Higher Interest Rates and Mortgage Renewals
Now, with expectations of higher interest rates persisting, many homeowners who secured low-rate mortgages several years ago are bracing themselves for potential financial challenges as their mortgage renewal approaches.
Royce Mendes, Managing Director and Head of Macro Strategy at Desjardins, notes that roughly two percent of mortgage holders face renewals at considerably higher interest rates each passing month. This surge in interest rates is expected to have varying impacts on borrowers, depending on their mortgage type.
Impact on Fixed-Rate Borrowers
For borrowers with fixed-rate mortgages, the average monthly payments are projected to increase by approximately 14 to 25 percent in the coming year, compared to early 2022. By 2025 and 2026, these payments may rise by 20 to 25 percent.
Impact on Variable-Rate Borrowers
On the other hand, individuals with variable-rate mortgages have already experienced a substantial 49 percent increase in payments as of this year. Borrowers with variable rates and fixed monthly payments are facing the most significant challenges. Some of them have been covering only the interest costs, or even less, with their current payments. It is anticipated that these borrowers will see an average payment increase of 44 percent by 2026 when their mortgages reset.
In September, Peter Routledge, head of Canada’s banking regulator, expressed concerns about this category of borrowers, which accounts for about $369 billion of the $2.1 trillion outstanding mortgage market. He warned that they are “at risk of suffering a significant payment shock” and hopes to see fewer of these types of mortgages offered.
Extended Amortization and Equity Building
To alleviate the pressure of rising payments, banks and lenders are responding by extending the amortization period, which reduces the monthly payments. As of the second quarter, over 46 percent of Canadian mortgages had payment schedules exceeding 25 years, a number that has steadily risen from approximately 32 percent in the summer of 2020.
Several major Canadian banks now offer mortgage amortizations exceeding 30 years, with the majority extending beyond 35 years. Some banks, like Scotiabank, maintain a lower percentage of mortgages past the 30-year mark. However, these extended terms have raised concerns as they slow down the rate at which homeowners build equity in their homes.
Addressing the Mortgage Challenges
To address these concerns, lenders have started reducing the number of 30-year plus mortgages, typically by a percentage point or two. Borrowers with extended amortizations may need to make lump-sum payments or increase their monthly installments to bring their loans back on track, as recommended by the regulator.
However, finding the funds to meet these requirements can be challenging for some borrowers, particularly as cracks emerge in credit markets. Delinquencies in auto loans, credit cards, and lines of credit have been on the rise.
Exploring Alternative Options
Meaghan Hastings, CEO of The Mortgage Coach brokerage, suggests that borrowers who can’t handle higher payments or lack the cash for lump-sum payments will need to explore alternative options.
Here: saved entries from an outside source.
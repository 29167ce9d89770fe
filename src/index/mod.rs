//! Index output: document records, shards and the index descriptor
//!
//! - `document`: document records and typed meta lines
//! - `shard`: per-process append-only shard files
//! - `descriptor`: `descriptor.json` for an index directory

pub mod descriptor;
pub mod document;
pub mod shard;

pub use descriptor::{IndexDescriptor, DESCRIPTOR_FILE, INDEX_VERSION};
pub use document::{Document, DocumentId, MetaKey, MetaKind, MetaLine, MetaValue};
pub use shard::{list_shards, shard_path, RawRecord, ShardReader, ShardWriter, CARRIED_SHARD};
//! Named shared-memory segment
//!
//! A zero-filled file on a tmpfs-like directory, mapped `MAP_SHARED`.
//! Forked children inherit the mapping, so every process sees the same
//! bytes. The file is unlinked when the creating process drops the segment.

use memmap2::{MmapMut, MmapOptions};
use std::io;
use std::path::Path;
use std::ptr::NonNull;
use tempfile::NamedTempFile;

/// Shared mapping backed by a named temp file
pub struct SharedSegment {
    ptr: NonNull<u8>,
    len: usize,
    _map: MmapMut,
    file: NamedTempFile,
}

// The mapping is only reached through the pointer, and all mutation goes
// through the process-shared primitives placed inside it.
unsafe impl Send for SharedSegment {}
unsafe impl Sync for SharedSegment {}

impl SharedSegment {
    /// Create and map a zero-filled segment of `len` bytes in `dir`
    pub fn create(dir: &Path, prefix: &str, len: usize) -> io::Result<Self> {
        let file = tempfile::Builder::new()
            .prefix(prefix)
            .suffix(".shm")
            .tempfile_in(dir)?;
        file.as_file().set_len(len as u64)?;

        // Safety: the file is private to this pool and is never truncated
        // while mapped.
        let mut map = unsafe { MmapOptions::new().len(len).map_mut(file.as_file())? };
        let ptr = NonNull::new(map.as_mut_ptr())
            .ok_or_else(|| io::Error::new(io::ErrorKind::Other, "null mapping"))?;

        Ok(Self {
            ptr,
            len,
            _map: map,
            file,
        })
    }

    /// Base address of the mapping (page aligned)
    pub fn as_ptr(&self) -> *mut u8 {
        self.ptr.as_ptr()
    }

    /// Length of the mapping in bytes
    pub fn len(&self) -> usize {
        self.len
    }

    /// Whether the mapping is empty
    pub fn is_empty(&self) -> bool {
        self.len == 0
    }

    /// Path of the backing file
    pub fn path(&self) -> &Path {
        self.file.path()
    }
}

#[cfg(test)]
mod tests {
    use super::*;
    use tempfile::tempdir;

    #[test]
    fn test_segment_is_zeroed_and_named() {
        let dir = tempdir().unwrap();
        let seg = SharedSegment::create(dir.path(), "test-", 8192).unwrap();
        assert_eq!(seg.len(), 8192);
        assert!(seg.path().exists());

        let bytes = unsafe { std::slice::from_raw_parts(seg.as_ptr(), seg.len()) };
        assert!(bytes.iter().all(|&b| b == 0));

        let path = seg.path().to_path_buf();
        drop(seg);
        assert!(!path.exists());
    }
}
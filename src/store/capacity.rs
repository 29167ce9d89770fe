//! Shared blob store capacity

use std::sync::atomic::{AtomicU64, Ordering};

/// Single source of truth for the blob store's maximum size in bytes.
///
/// Implemented by the coordination region for multi-process pools and by
/// [`LocalCapacity`] for single-process use.
pub trait CapacityCell: Send + Sync {
    /// Current capacity in bytes
    fn capacity(&self) -> u64;

    /// Grow by `chunk` if capacity is still `observed`; returns the capacity
    /// after the call. A caller that observed a stale value gets the newer
    /// capacity without growing again.
    fn grow(&self, observed: u64, chunk: u64) -> u64;
}

/// In-process capacity cell
#[derive(Debug)]
pub struct LocalCapacity(AtomicU64);

impl LocalCapacity {
    pub fn new(initial: u64) -> Self {
        Self(AtomicU64::new(initial))
    }
}

impl CapacityCell for LocalCapacity {
    fn capacity(&self) -> u64 {
        self.0.load(Ordering::SeqCst)
    }

    fn grow(&self, observed: u64, chunk: u64) -> u64 {
        let _ = self
            .0
            .fetch_update(Ordering::SeqCst, Ordering::SeqCst, |current| {
                (current <= observed).then_some(observed + chunk)
            });
        self.0.load(Ordering::SeqCst)
    }
}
Many borrowers may find themselves pushed into the alternative lending market as they must pass the mortgage stress test to switch lenders.
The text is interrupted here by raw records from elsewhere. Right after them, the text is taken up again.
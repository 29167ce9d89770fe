//! Per-worker append-only shard files
//!
//! Each worker process writes to `_index_<pid>` in the output directory.
//! Only that process ever opens its shard for writing, so appends need no
//! locking. A record is:
//!
//! ```text
//! id[16] | inode u64 | size u64 | mime u32 | mtime i64 | base u16 | ext u16
//! path \0
//! { tag u8, (i32 | i64 | string \0) }*
//! \n
//! ```
//!
//! Integers are in native byte order.

use crate::error::{ShardError, ShardResult};
use crate::index::document::{Document, DocumentId, MetaKey, MetaKind, MetaLine, MetaValue};
use std::ffi::OsStr;
use std::fs::{self, File, OpenOptions};
use std::io::{self, BufRead, BufReader, ErrorKind, Write};
use std::os::unix::ffi::OsStrExt;
use std::path::{Path, PathBuf};
use tracing::debug;

/// File name prefix shared by every shard
pub const SHARD_PREFIX: &str = "_index_";

/// Shard that receives records carried forward from a baseline
pub const CARRIED_SHARD: &str = "_index_original";

/// Size of the fixed record header
pub const RECORD_HEADER_LEN: usize = 48;

const RECORD_END: u8 = b'\n';

/// Shard path for process `pid` in `dir`
pub fn shard_path(dir: &Path, pid: u32) -> PathBuf {
    dir.join(format!("{}{}", SHARD_PREFIX, pid))
}

/// All shard files in `dir`, sorted by name
pub fn list_shards(dir: &Path) -> io::Result<Vec<PathBuf>> {
    let mut shards = Vec::new();
    for entry in fs::read_dir(dir)? {
        let entry = entry?;
        let is_shard = entry
            .file_name()
            .to_str()
            .map(|name| name.starts_with(SHARD_PREFIX))
            .unwrap_or(false);
        if is_shard && entry.file_type()?.is_file() {
            shards.push(entry.path());
        }
    }
    shards.sort();
    Ok(shards)
}

/// Fixed-size record header
#[derive(Debug, Clone, Copy, PartialEq, Eq)]
pub struct RecordHeader {
    pub id: DocumentId,
    pub inode: u64,
    pub size: u64,
    pub mime: u32,
    pub mtime: i64,
    pub base: u16,
    pub ext: u16,
}

impl RecordHeader {
    fn of(doc: &Document) -> Self {
        Self {
            id: doc.id,
            inode: doc.inode,
            size: doc.size,
            mime: doc.mime,
            mtime: doc.mtime,
            base: doc.base,
            ext: doc.ext,
        }
    }

    fn encode_into(&self, buf: &mut Vec<u8>) {
        buf.extend_from_slice(self.id.as_bytes());
        buf.extend_from_slice(&self.inode.to_ne_bytes());
        buf.extend_from_slice(&self.size.to_ne_bytes());
        buf.extend_from_slice(&self.mime.to_ne_bytes());
        buf.extend_from_slice(&self.mtime.to_ne_bytes());
        buf.extend_from_slice(&self.base.to_ne_bytes());
        buf.extend_from_slice(&self.ext.to_ne_bytes());
    }

    fn decode(bytes: &[u8; RECORD_HEADER_LEN]) -> Self {
        let field = |from: usize, len: usize| &bytes[from..from + len];
        let mut id = [0u8; 16];
        id.copy_from_slice(field(0, 16));
        Self {
            id: DocumentId::from_bytes(id),
            inode: u64::from_ne_bytes(field(16, 8).try_into().unwrap_or_default()),
            size: u64::from_ne_bytes(field(24, 8).try_into().unwrap_or_default()),
            mime: u32::from_ne_bytes(field(32, 4).try_into().unwrap_or_default()),
            mtime: i64::from_ne_bytes(field(36, 8).try_into().unwrap_or_default()),
            base: u16::from_ne_bytes(field(44, 2).try_into().unwrap_or_default()),
            ext: u16::from_ne_bytes(field(46, 2).try_into().unwrap_or_default()),
        }
    }
}

/// Encode a full record into `buf`
pub fn encode_document(doc: &Document, buf: &mut Vec<u8>) {
    RecordHeader::of(doc).encode_into(buf);
    buf.extend_from_slice(doc.path.as_os_str().as_bytes());
    buf.push(0);
    for line in &doc.meta {
        line.encode_into(buf);
    }
    buf.push(RECORD_END);
}

/// A record read back from a shard, with its exact on-disk bytes
#[derive(Debug, Clone)]
pub struct RawRecord {
    pub header: RecordHeader,
    path: PathBuf,
    meta: Vec<MetaLine>,
    bytes: Vec<u8>,
}

impl RawRecord {
    /// Exact bytes as found in the shard
    pub fn as_bytes(&self) -> &[u8] {
        &self.bytes
    }

    /// Decoded document
    pub fn to_document(&self) -> Document {
        Document {
            id: self.header.id,
            inode: self.header.inode,
            size: self.header.size,
            mime: self.header.mime,
            mtime: self.header.mtime,
            path: self.path.clone(),
            base: self.header.base,
            ext: self.header.ext,
            meta: self.meta.clone(),
        }
    }
}

/// Append-only writer for one shard
pub struct ShardWriter {
    file: File,
    path: PathBuf,
    buf: Vec<u8>,
    records: u64,
}

impl ShardWriter {
    /// Open the shard of the current process in `dir`
    pub fn open(dir: &Path) -> ShardResult<Self> {
        Self::open_path(shard_path(dir, std::process::id()))
    }

    /// Open (or create) a shard at an explicit path for appending
    pub fn open_path(path: PathBuf) -> ShardResult<Self> {
        let file = OpenOptions::new().create(true).append(true).open(&path)?;
        debug!(path = %path.display(), "Shard opened");
        Ok(Self {
            file,
            path,
            buf: Vec::with_capacity(4096),
            records: 0,
        })
    }

    /// Append one document as a single write
    pub fn append(&mut self, doc: &Document) -> ShardResult<()> {
        self.buf.clear();
        encode_document(doc, &mut self.buf);
        self.file.write_all(&self.buf)?;
        self.records += 1;
        Ok(())
    }

    /// Append a record verbatim
    pub fn append_raw(&mut self, record: &RawRecord) -> ShardResult<()> {
        self.file.write_all(record.as_bytes())?;
        self.records += 1;
        Ok(())
    }

    /// Records written through this handle
    pub fn records(&self) -> u64 {
        self.records
    }

    pub fn path(&self) -> &Path {
        &self.path
    }

    /// Flush and close, returning the number of records written
    pub fn finish(mut self) -> ShardResult<u64> {
        self.file.flush()?;
        debug!(path = %self.path.display(), records = self.records, "Shard closed");
        Ok(self.records)
    }
}

/// Sequential reader over a shard
pub struct ShardReader<R> {
    reader: R,
    offset: u64,
    done: bool,
}

impl ShardReader<BufReader<File>> {
    pub fn open(path: &Path) -> ShardResult<Self> {
        Ok(Self::new(BufReader::new(File::open(path)?)))
    }
}

impl<R: BufRead> ShardReader<R> {
    pub fn new(reader: R) -> Self {
        Self {
            reader,
            offset: 0,
            done: false,
        }
    }

    /// Byte offset of the next record
    pub fn offset(&self) -> u64 {
        self.offset
    }

    /// Read the next record, `None` at a clean end of file
    pub fn next_record(&mut self) -> ShardResult<Option<RawRecord>> {
        if self.reader.fill_buf()?.is_empty() {
            return Ok(None);
        }

        let start = self.offset;
        let mut bytes = Vec::with_capacity(256);

        let mut header = [0u8; RECORD_HEADER_LEN];
        self.read_exact(&mut header, start)?;
        bytes.extend_from_slice(&header);
        let header = RecordHeader::decode(&header);

        let path_bytes = self.read_cstr(&mut bytes, start)?;
        let path = PathBuf::from(OsStr::from_bytes(path_bytes));

        let mut meta = Vec::new();
        loop {
            let mut tag = [0u8; 1];
            self.read_exact(&mut tag, start)?;
            bytes.push(tag[0]);
            if tag[0] == RECORD_END {
                break;
            }

            let key = MetaKey::from_tag(tag[0]).ok_or(ShardError::UnknownTag {
                tag: tag[0],
                offset: start + bytes.len() as u64 - 1,
            })?;
            let value = match key.kind() {
                MetaKind::Int => {
                    let mut v = [0u8; 4];
                    self.read_exact(&mut v, start)?;
                    bytes.extend_from_slice(&v);
                    MetaValue::Int(i32::from_ne_bytes(v))
                }
                MetaKind::Long => {
                    let mut v = [0u8; 8];
                    self.read_exact(&mut v, start)?;
                    bytes.extend_from_slice(&v);
                    MetaValue::Long(i64::from_ne_bytes(v))
                }
                MetaKind::Str => {
                    let s = self.read_cstr(&mut bytes, start)?;
                    MetaValue::Str(String::from_utf8_lossy(s).into_owned())
                }
            };
            meta.push(MetaLine::new(key, value)?);
        }

        Ok(Some(RawRecord {
            header,
            path,
            meta,
            bytes,
        }))
    }

    fn read_exact(&mut self, buf: &mut [u8], record_start: u64) -> ShardResult<()> {
        match self.reader.read_exact(buf) {
            Ok(()) => {
                self.offset += buf.len() as u64;
                Ok(())
            }
            Err(e) if e.kind() == ErrorKind::UnexpectedEof => Err(ShardError::Truncated {
                offset: record_start,
            }),
            Err(e) => Err(e.into()),
        }
    }

    /// Read a NUL-terminated string, appending it (with the NUL) to `bytes`.
    /// Returns the string without its terminator.
    fn read_cstr<'b>(&mut self, bytes: &'b mut Vec<u8>, record_start: u64) -> ShardResult<&'b [u8]> {
        let from = bytes.len();
        let n = self.reader.read_until(0, bytes)?;
        self.offset += n as u64;
        if n == 0 || bytes.last() != Some(&0) {
            return Err(ShardError::Truncated {
                offset: record_start,
            });
        }
        Ok(&bytes[from..bytes.len() - 1])
    }
}

impl<R: BufRead> Iterator for ShardReader<R> {
    type Item = ShardResult<RawRecord>;

    fn next(&mut self) -> Option<Self::Item> {
        if self.done {
            return None;
        }
        match self.next_record() {
            Ok(Some(record)) => Some(Ok(record)),
            Ok(None) => {
                self.done = true;
                None
            }
            Err(e) => {
                self.done = true;
                Some(Err(e))
            }
        }
    }
}

/// Read every document of one shard
pub fn read_documents(path: &Path) -> ShardResult<Vec<Document>> {
    ShardReader::open(path)?
        .map(|r| r.map(|raw| raw.to_document()))
        .collect()
}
Although alternative lending products often come with higher costs, there is a growing range of options in this space, providing solutions for borrowers to navigate challenging financial times.
Despite the financial strain, most homeowners are likely to do whatever it takes to hold onto their properties. Canadians, in general, have a strong desire to maintain homeownership and are willing to explore various strategies to protect their investments, whether it’s selling assets like cars, taking on additional work, or exploring alternative financing options.